To add to this, the high quality of Bill’s work is reflected in his many honours, fellowships and awards which include being a Fellow of the Academy of Medical Sciences (2007), Fellow of the Royal Society (2007) and Member of EMBO (2012). With respect to translational biology, he was founder of the drug discovery company DanioLabs (2002), which was successfully sold to VASTox (now Summit) plc, a leading UK biotechnology company [LINK]. Furthermore, for many of us, Bill has become an inspiring teacher, especially through his textbook Development of the Nervous System (Sanes et al., 3rd edition, 2011, Academic Press – LINK) which was a true eye opener: a highly entertaining read laying essential foundations for conceptual thought about the field and its many facets and directions.
Finally, Bill’s passion for ice hockey deserves mentioning (Fig. 4).
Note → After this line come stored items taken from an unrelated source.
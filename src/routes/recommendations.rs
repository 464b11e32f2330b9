use crate::models::{
    ErrorResponse, FindRecommendationsRequest, FindRecommendationsResponse, HealthResponse,
    TalentProfile,
};
use crate::routes::AppState;
use crate::services::CatalogError;
use actix_web::{web, HttpResponse, Responder};
use validator::Validate;

/// Configure recommendation routes
pub fn configure(cfg: &mut web::ServiceConfig) {
    cfg.route("/health", web::get().to(health_check))
        .route("/recommendations/find", web::post().to(find_recommendations));
}

/// Health check endpoint
async fn health_check(state: web::Data<AppState>) -> impl Responder {
    let store_healthy = state.applications.health_check().await.unwrap_or(false);

    let status = if store_healthy { "healthy" } else { "degraded" };

    HttpResponse::Ok().json(HealthResponse {
        status: status.to_string(),
        version: env!("CARGO_PKG_VERSION").to_string(),
        timestamp: chrono::Utc::now(),
    })
}

/// Find recommendations endpoint
///
/// POST /api/v1/recommendations/find
///
/// Request body:
/// ```json
/// {
///   "user_id": "uuid",
///   "limit": 20
/// }
/// ```
///
/// Failure policy: a talent without a profile degrades to open events only;
/// any collaborator fault degrades to an empty list. The endpoint never
/// answers 500 for a matching failure.
async fn find_recommendations(
    state: web::Data<AppState>,
    req: web::Json<FindRecommendationsRequest>,
) -> impl Responder {
    // Validate request
    if let Err(errors) = req.validate() {
        tracing::info!("Validation failed for find_recommendations request: {:?}", errors);
        return HttpResponse::BadRequest().json(ErrorResponse {
            error: "Validation failed".to_string(),
            message: errors.to_string(),
            status_code: 400,
        });
    }

    let user_id = req.user_id;
    let limit = req
        .limit
        .unwrap_or(state.default_limit)
        .min(state.max_limit) as usize;

    tracing::info!("Finding recommendations for user: {}, limit: {}", user_id, limit);

    // Fetch published events from the catalog; fail closed to an empty list
    let events = match state.catalog.list_published_events().await {
        Ok(events) => events,
        Err(e) => {
            tracing::error!("Failed to list published events for {}: {}", user_id, e);
            return HttpResponse::Ok().json(FindRecommendationsResponse {
                recommendations: vec![],
                total_candidates: 0,
            });
        }
    };

    tracing::debug!("Found {} candidate events for {}", events.len(), user_id);

    // Fetch the talent profile; a missing profile is not an error
    let profile = match state.catalog.get_talent_profile(user_id).await {
        Ok(profile) => profile,
        Err(CatalogError::NotFound(_)) => {
            tracing::info!("No profile for user {}, degrading to open events", user_id);
            TalentProfile::anonymous(user_id)
        }
        Err(e) => {
            tracing::error!("Failed to fetch profile for {}: {}", user_id, e);
            return HttpResponse::Ok().json(FindRecommendationsResponse {
                recommendations: vec![],
                total_candidates: 0,
            });
        }
    };

    // Run the recommendation engine
    let mut result = state.recommender.recommend(&profile, events);
    result.recommendations.truncate(limit);

    tracing::info!(
        "Returning {} recommendations for user {} (from {} candidates)",
        result.recommendations.len(),
        user_id,
        result.total_candidates
    );

    HttpResponse::Ok().json(FindRecommendationsResponse {
        recommendations: result.recommendations,
        total_candidates: result.total_candidates,
    })
}
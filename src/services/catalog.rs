use crate::models::{Event, EventStatus, TalentProfile};
use reqwest::{Client, StatusCode};
use serde_json::Value;
use std::time::Duration;
use thiserror::Error;
use uuid::Uuid;

/// Errors that can occur when talking to the platform catalog
#[derive(Debug, Error)]
pub enum CatalogError {
    #[error("HTTP request failed: {0}")]
    RequestError(#[from] reqwest::Error),

    #[error("API returned error: {0}")]
    ApiError(String),

    #[error("Not found: {0}")]
    NotFound(String),

    #[error("Unauthorized: invalid service token")]
    Unauthorized,

    #[error("Invalid response format: {0}")]
    InvalidResponse(String),
}

/// Read-only client for the platform's internal catalog API
///
/// The platform backend remains the system of record for talents, events,
/// skills and faculties. This client covers the queries the recommendation
/// engine and the application workflow need:
/// - Fetching a talent's profile (skills + faculty)
/// - Listing published events
/// - Resolving a single event
pub struct CatalogClient {
    base_url: String,
    service_token: String,
    client: Client,
}

impl CatalogClient {
    /// Create a new catalog client
    pub fn new(base_url: String, service_token: String) -> Self {
        let client = Client::builder()
            .timeout(Duration::from_secs(30))
            .build()
            .expect("Failed to create HTTP client");

        Self {
            base_url,
            service_token,
            client,
        }
    }

    /// Fetch a talent's profile by user id
    ///
    /// Returns `CatalogError::NotFound` when the talent has not created a
    /// profile yet; callers decide how to degrade.
    pub async fn get_talent_profile(&self, user_id: Uuid) -> Result<TalentProfile, CatalogError> {
        let url = format!(
            "{}/internal/talents/{}/profile",
            self.base_url.trim_end_matches('/'),
            user_id
        );

        tracing::debug!("Fetching talent profile from: {}", url);

        let response = self
            .client
            .get(&url)
            .header("X-Service-Token", &self.service_token)
            .send()
            .await?;

        match response.status() {
            StatusCode::NOT_FOUND => {
                return Err(CatalogError::NotFound(format!(
                    "Profile not found for user {}",
                    user_id
                )));
            }
            StatusCode::UNAUTHORIZED | StatusCode::FORBIDDEN => {
                return Err(CatalogError::Unauthorized);
            }
            status if !status.is_success() => {
                let body = response
                    .text()
                    .await
                    .unwrap_or_else(|_| "Unable to read body".to_string());
                tracing::error!("Failed to fetch profile for {}: {} - {}", user_id, status, body);
                return Err(CatalogError::ApiError(format!(
                    "Failed to fetch profile: {}",
                    status
                )));
            }
            _ => {}
        }

        let json: Value = response.json().await?;

        serde_json::from_value(json)
            .map_err(|e| CatalogError::InvalidResponse(format!("Failed to parse profile: {}", e)))
    }

    /// List all published events from the catalog
    ///
    /// The catalog is asked for published events only; the status is re-checked
    /// client-side so a misbehaving filter can never leak drafts into
    /// recommendations.
    pub async fn list_published_events(&self) -> Result<Vec<Event>, CatalogError> {
        let query = build_query(&[("status", "published"), ("ordering", "-date")]);
        let url = format!(
            "{}/internal/events?{}",
            self.base_url.trim_end_matches('/'),
            query
        );

        tracing::debug!("Listing published events from: {}", url);

        let response = self
            .client
            .get(&url)
            .header("X-Service-Token", &self.service_token)
            .send()
            .await?;

        if !response.status().is_success() {
            return Err(CatalogError::ApiError(format!(
                "Failed to list events: {}",
                response.status()
            )));
        }

        let json: Value = response.json().await?;
        let items = extract_list(&json)?;

        let events: Vec<Event> = items
            .iter()
            .filter_map(|item| serde_json::from_value::<Event>(item.clone()).ok())
            .filter(|event| event.status == EventStatus::Published)
            .collect();

        tracing::debug!("Catalog returned {} published events", events.len());

        Ok(events)
    }

    /// Resolve a single event by id
    pub async fn get_event(&self, event_id: Uuid) -> Result<Event, CatalogError> {
        let url = format!(
            "{}/internal/events/{}",
            self.base_url.trim_end_matches('/'),
            event_id
        );

        tracing::debug!("Fetching event from: {}", url);

        let response = self
            .client
            .get(&url)
            .header("X-Service-Token", &self.service_token)
            .send()
            .await?;

        match response.status() {
            StatusCode::NOT_FOUND => {
                return Err(CatalogError::NotFound(format!("Event {} not found", event_id)));
            }
            StatusCode::UNAUTHORIZED | StatusCode::FORBIDDEN => {
                return Err(CatalogError::Unauthorized);
            }
            status if !status.is_success() => {
                return Err(CatalogError::ApiError(format!(
                    "Failed to fetch event: {}",
                    status
                )));
            }
            _ => {}
        }

        let json: Value = response.json().await?;

        serde_json::from_value(json)
            .map_err(|e| CatalogError::InvalidResponse(format!("Failed to parse event: {}", e)))
    }
}

/// Build a URL query string with percent-encoded values
fn build_query(params: &[(&str, &str)]) -> String {
    params
        .iter()
        .map(|(key, value)| format!("{}={}", key, urlencoding::encode(value)))
        .collect::<Vec<_>>()
        .join("&")
}

/// The platform's list endpoints return either a bare JSON array or a
/// paginated `{"results": [...]}` envelope
fn extract_list(json: &Value) -> Result<&Vec<Value>, CatalogError> {
    if let Some(items) = json.as_array() {
        return Ok(items);
    }

    json.get("results")
        .and_then(|r| r.as_array())
        .ok_or_else(|| CatalogError::InvalidResponse("Missing results array".into()))
}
He decided to share it with the Cambridge community by founding the Cambridge Leisure and Ice Centre as a community-led initiative in 2001, which he still chairs today. The Cambridge Ice Arena will be the key result of the initiative and is scheduled to open late 2017.
The BSDB would like to congratulate Bill for his life achievements and for being the well-deserved awardee of the 2017 Waddington Medal. The Waddington Medal lecture is available on the BSDB YouTube channel and website, and an interview with Bill was published in Development.